Material provided section start

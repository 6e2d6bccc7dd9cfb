//! # Consular Forms
//!
//! Schema-driven dynamic forms for consular service requests.
//!
//! ## Core Components
//!
//! * `schema` - Form schema model: sections, fields and their visibility conditions
//! * `schema_interpreter` - Loading and validation of stored schema documents
//! * `visibility` - Evaluation of conditions against the current form data
//! * `mapping` - Alias catalog and placement of document-extraction results
//! * `path_resolver` - Dot-path access into nested form data
//! * `config` - TOML and environment configuration
//! * `engine` - The `FormEngine` that ties the above together
//!
//! ## Architecture
//!
//! Form data is a JSON object keyed `section -> field -> value`, so every field
//! is addressed by a dot path such as `basic_info.first_name`. Conditions
//! point at those paths; the alias mapping produces them. Everything apart
//! from loading is a pure function of its inputs.

pub mod config;
pub mod constants;
pub mod engine;
pub mod error;
pub mod mapping;
pub mod path_resolver;
pub mod schema;
pub mod schema_interpreter;
pub mod visibility;

#[cfg(feature = "test-utils")]
pub mod testing_utils;

// Re-export main types for convenience
pub use config::{ConfigError, ConfigResult, FormEngineConfig};
pub use engine::FormEngine;
pub use error::{FormEngineError, FormEngineResult};
pub use mapping::{
    apply_extraction, generate_mapping, get_mappable_fields, invert_mapping, merge_extraction,
    AliasCatalog, AliasMapper, FieldAliasMapping,
};
pub use path_resolver::{get_path, set_path};
pub use schema::{
    Condition, ConditionLogic, ConditionOperator, FieldDefinition, FieldType, FormSchema,
    LocalizedString, SchemaError, Section,
};
pub use schema_interpreter::SchemaInterpreter;
pub use visibility::{evaluate, filter_visible, is_visible, visible_sections, VisibleSection};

Material provided section end

*Work item*: Select every line of the records holding the string "data".

*Your solution*:
//! * `visibility` - Evaluation of conditions against the current form data
//! * `path_resolver` - Dot-path access into nested form data
//! Form data is a JSON object keyed `section -> field -> value`, so every field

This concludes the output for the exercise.